Interval Sum Counting Algorithm

Category: Algorithms

Problem Set 4

Problem 1

$I = [(0, 1), (0, 3), (4, 5), (2, 5)]$

These intervals are already sorted by finish time.

  1. Initially, there are no classrooms allocated, so $I_0$ is placed in $C_0$.
  2. Next, $I_1$ is incompatible with $I_0$, so it is placed in a newly allocated $C_1$.
  3. $I_2$ is compatible with $C_0$ and $C_1$, so it is placed in $C_0$.
  4. $I_3$ isn't compatible with $C_0$ or $C_1$ (because of $I_2$ and $I_1$ respectively), so it is placed in a newly allocated $C_2$

So we have...

  • $C_0 = { I_0, I_2 }$
  • $C_1 = { I_1 }$
  • $C_2 = { I_3 }$

As you can see below, the maximum depth is 2, so this algorithm allocated more than max-depth classrooms.


I_1  +-----------------+     +-----+  I_2
I_0  +-----+     +-----------------+  I_3

     +-----+-----+-----+-----+-----+
     0     1     2     3     4     5

Problem 2

Algorithm

  • Let $S$ be the (initially empty) set of pairs
  • Sort $A = a_1, a_2, \ldots, a_n$ in increasing order to get $B = b_1, b_2, \ldots, b_n$.
  • While there are elements remaining, pick the smallest and largest element (the first and last $b_i, b_j$), and remove them from $B$.
  • Add ${b_i, b_j}$ to $S$
  • Once $B$ is empty, return $S$.
# O(nlog(n))
def min_max_pairs(A):
  A.sort()

  l, r = 0, len(A) - 1
  res = -infinity
  while l < r:
    res = max(res, A[l] + A[r])
    l += 1
    r -= 1
  return res

Running Time

Sorting takes $O(n\log(n))$. Then, we perform $\frac{n}{2}$ iterations of our while loop, each requiring constant work.
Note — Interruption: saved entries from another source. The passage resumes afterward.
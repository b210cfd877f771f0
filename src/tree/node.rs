//! Raw and flattened organization node types

use crate::error::ApiError;
use crate::types::ROOT_PARENT;
use serde::{Deserialize, Deserializer, Serialize};

/// One organizational unit as delivered by the remote API
///
/// Field names follow the remote wire format. Missing identifier fields become empty
/// strings here and are rejected per node by the importer.
#[derive(Debug, Clone, Default, PartialEq, Eq, Serialize, Deserialize)]
pub struct OrgNode {
    #[serde(rename = "ID", default, deserialize_with = "lenient_string")]
    pub external_id: String,
    #[serde(rename = "Name", default, deserialize_with = "lenient_string")]
    pub name: String,
    #[serde(rename = "Type", default, deserialize_with = "lenient_string")]
    pub node_type: String,
    #[serde(rename = "TypeId", default, deserialize_with = "lenient_string")]
    pub type_id: String,
    #[serde(
        rename = "OrganizationLevelBelow",
        default,
        skip_serializing_if = "Option::is_none"
    )]
    pub children: Option<Vec<OrgNode>>,
}

impl OrgNode {
    pub fn new(external_id: impl Into<String>, name: impl Into<String>) -> Self {
        Self {
            external_id: external_id.into(),
            name: name.into(),
            ..Self::default()
        }
    }

    pub fn with_type(mut self, node_type: impl Into<String>, type_id: impl Into<String>) -> Self {
        self.node_type = node_type.into();
        self.type_id = type_id.into();
        self
    }

    pub fn with_children(mut self, children: Vec<OrgNode>) -> Self {
        self.children = Some(children);
        self
    }
}

/// Accept strings, numbers and null for identifier-like fields.
fn lenient_string<'de, D>(deserializer: D) -> Result<String, D::Error>
where
    D: Deserializer<'de>,
{
    use serde::de::Error;

    match Option::<serde_json::Value>::deserialize(deserializer)? {
        None | Some(serde_json::Value::Null) => Ok(String::new()),
        Some(serde_json::Value::String(s)) => Ok(s),
        Some(serde_json::Value::Number(n)) => Ok(n.to_string()),
        Some(serde_json::Value::Bool(b)) => Ok(b.to_string()),
        Some(other) => Err(D::Error::custom(format!(
            "expected a string or number, got {}",
            other
        ))),
    }
}

#[derive(Deserialize)]
#[serde(untagged)]
enum Document {
    Many(Vec<OrgNode>),
    One(OrgNode),
}

/// Parse a raw org chart document into its top-level units.
///
/// The remote API returns an array of top-level units; a single object is accepted
/// as a one-element document.
pub fn parse_document(raw: &str) -> Result<Vec<OrgNode>, ApiError> {
    let document: Document = serde_json::from_str(raw)
        .map_err(|e| ApiError::InvalidDocument(format!("Failed to parse org chart: {}", e)))?;
    Ok(match document {
        Document::Many(roots) => roots,
        Document::One(root) => vec![root],
    })
}

/// Intermediate record produced by the flattener
#[derive(Debug, Clone, PartialEq, Eq, Serialize, Deserialize)]
pub struct FlatNode {
    pub external_id: String,
    pub name: String,
    pub node_type: String,
    pub type_id: String,
    /// External id of the node whose children yielded this one, `"0"` for roots
    pub parent_external_id: String,
}

impl FlatNode {
    pub(crate) fn from_org(node: &OrgNode, parent_external_id: &str) -> Self {
        Self {
            external_id: node.external_id.clone(),
            name: node.name.clone(),
            node_type: node.node_type.clone(),
            type_id: node.type_id.clone(),
            parent_external_id: parent_external_id.to_string(),
        }
    }

    /// A root record with the given id and name (tests, offline imports)
    pub fn root(external_id: impl Into<String>, name: impl Into<String>) -> Self {
        Self::child(external_id, name, ROOT_PARENT)
    }

    pub fn child(
        external_id: impl Into<String>,
        name: impl Into<String>,
        parent_external_id: impl Into<String>,
    ) -> Self {
        Self {
            external_id: external_id.into(),
            name: name.into(),
            node_type: String::new(),
            type_id: String::new(),
            parent_external_id: parent_external_id.into(),
        }
    }
}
This gives us an overall runtime of $O(n\log(n))$

Correctness: Greedy Stays Ahead

For notational convenience, let $a_1, a_2, \ldots, a_n$ be sorted. Let $G$ be my algorithm, and $X$ be the optimum, and for the sake of contradiction, suppose $X$ chooses pairs differently from $G$, e.g. not of the form $(a_i, a_{n - i})$ as $G$ does.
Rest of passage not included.